WHAT THE TASK ASKS:
Having found the line that contains "fn test_stop_joins_thread() ->", please retype only it and every line after it up to the end of the entries, exactly as written.

Dataset entries:
════════
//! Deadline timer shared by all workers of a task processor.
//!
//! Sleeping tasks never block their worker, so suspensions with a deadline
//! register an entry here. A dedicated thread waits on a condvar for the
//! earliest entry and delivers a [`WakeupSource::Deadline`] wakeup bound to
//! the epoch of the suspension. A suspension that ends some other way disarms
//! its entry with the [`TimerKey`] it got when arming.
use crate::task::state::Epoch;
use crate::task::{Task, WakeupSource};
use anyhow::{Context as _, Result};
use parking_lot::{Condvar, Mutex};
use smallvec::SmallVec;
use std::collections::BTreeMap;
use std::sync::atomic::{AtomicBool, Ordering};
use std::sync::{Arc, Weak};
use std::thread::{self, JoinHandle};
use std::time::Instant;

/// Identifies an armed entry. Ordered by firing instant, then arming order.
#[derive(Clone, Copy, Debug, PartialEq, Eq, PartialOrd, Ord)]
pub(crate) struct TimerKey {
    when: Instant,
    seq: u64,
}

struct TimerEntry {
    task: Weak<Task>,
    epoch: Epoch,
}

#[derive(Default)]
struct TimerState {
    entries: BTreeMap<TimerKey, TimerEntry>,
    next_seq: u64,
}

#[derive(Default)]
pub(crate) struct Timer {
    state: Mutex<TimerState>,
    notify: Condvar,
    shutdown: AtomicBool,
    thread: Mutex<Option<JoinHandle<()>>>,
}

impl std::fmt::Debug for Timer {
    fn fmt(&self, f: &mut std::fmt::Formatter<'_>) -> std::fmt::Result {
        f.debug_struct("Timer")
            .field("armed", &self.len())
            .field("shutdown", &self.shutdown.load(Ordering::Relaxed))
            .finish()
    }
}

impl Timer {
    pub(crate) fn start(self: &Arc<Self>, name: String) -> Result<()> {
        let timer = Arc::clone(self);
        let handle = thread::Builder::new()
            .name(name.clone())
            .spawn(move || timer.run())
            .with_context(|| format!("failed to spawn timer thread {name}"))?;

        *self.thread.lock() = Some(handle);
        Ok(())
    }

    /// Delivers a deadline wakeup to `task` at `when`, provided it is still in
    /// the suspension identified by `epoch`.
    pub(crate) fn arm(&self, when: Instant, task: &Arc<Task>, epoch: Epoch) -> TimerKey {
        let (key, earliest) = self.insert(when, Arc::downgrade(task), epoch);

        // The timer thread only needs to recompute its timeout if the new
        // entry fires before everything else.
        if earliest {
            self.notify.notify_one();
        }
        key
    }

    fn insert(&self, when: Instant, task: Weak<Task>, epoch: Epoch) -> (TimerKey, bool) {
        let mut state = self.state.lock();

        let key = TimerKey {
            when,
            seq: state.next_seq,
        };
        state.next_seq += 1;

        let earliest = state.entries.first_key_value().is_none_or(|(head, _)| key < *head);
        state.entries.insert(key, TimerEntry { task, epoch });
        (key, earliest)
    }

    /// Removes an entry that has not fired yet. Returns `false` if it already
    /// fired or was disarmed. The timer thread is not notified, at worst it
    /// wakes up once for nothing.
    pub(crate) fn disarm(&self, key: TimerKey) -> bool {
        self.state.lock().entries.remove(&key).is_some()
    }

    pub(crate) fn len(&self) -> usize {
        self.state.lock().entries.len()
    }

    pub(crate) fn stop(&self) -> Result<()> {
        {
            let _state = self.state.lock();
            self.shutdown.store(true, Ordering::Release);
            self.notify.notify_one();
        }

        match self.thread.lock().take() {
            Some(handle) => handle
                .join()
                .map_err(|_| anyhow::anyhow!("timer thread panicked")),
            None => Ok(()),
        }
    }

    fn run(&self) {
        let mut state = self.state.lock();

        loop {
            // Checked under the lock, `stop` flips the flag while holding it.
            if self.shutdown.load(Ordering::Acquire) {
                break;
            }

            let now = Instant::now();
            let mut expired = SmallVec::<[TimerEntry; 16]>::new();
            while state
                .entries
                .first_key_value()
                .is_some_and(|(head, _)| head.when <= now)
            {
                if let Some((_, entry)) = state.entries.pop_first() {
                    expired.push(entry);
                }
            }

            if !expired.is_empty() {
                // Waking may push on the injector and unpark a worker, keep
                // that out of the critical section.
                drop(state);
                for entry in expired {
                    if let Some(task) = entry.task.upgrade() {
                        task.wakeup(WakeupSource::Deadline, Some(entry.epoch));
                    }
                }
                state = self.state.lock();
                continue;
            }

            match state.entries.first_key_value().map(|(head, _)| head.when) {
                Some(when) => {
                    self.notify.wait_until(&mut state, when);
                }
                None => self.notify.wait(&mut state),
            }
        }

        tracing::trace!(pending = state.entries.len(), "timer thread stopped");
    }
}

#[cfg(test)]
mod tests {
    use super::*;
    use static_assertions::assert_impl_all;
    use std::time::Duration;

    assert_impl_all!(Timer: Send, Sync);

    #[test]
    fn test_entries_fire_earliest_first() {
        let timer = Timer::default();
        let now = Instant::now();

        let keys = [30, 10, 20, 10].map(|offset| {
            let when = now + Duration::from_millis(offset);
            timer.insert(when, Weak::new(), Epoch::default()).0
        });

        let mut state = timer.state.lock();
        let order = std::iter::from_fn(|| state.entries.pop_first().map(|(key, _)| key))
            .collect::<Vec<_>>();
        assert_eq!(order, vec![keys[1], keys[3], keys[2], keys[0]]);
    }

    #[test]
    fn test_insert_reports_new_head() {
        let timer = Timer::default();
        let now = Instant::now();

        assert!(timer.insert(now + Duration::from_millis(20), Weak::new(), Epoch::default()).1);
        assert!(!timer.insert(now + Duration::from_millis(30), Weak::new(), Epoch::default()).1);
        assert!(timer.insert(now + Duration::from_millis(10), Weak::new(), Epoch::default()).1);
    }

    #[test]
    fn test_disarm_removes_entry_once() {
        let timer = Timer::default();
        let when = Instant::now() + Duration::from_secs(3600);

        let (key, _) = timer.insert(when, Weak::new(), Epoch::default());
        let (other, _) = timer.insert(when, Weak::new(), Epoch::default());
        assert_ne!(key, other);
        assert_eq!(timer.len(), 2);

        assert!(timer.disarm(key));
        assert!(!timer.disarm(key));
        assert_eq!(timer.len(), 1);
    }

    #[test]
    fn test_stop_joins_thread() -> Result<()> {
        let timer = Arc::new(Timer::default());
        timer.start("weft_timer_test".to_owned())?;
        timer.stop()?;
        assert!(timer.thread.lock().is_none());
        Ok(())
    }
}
════════
RESULT BELOW:
    fn test_stop_joins_thread() -> Result<()> {
        let timer = Arc::new(Timer::default());
        timer.start("weft_timer_test".to_owned())?;
        timer.stop()?;
        assert!(timer.thread.lock().is_none());
        Ok(())
    }
}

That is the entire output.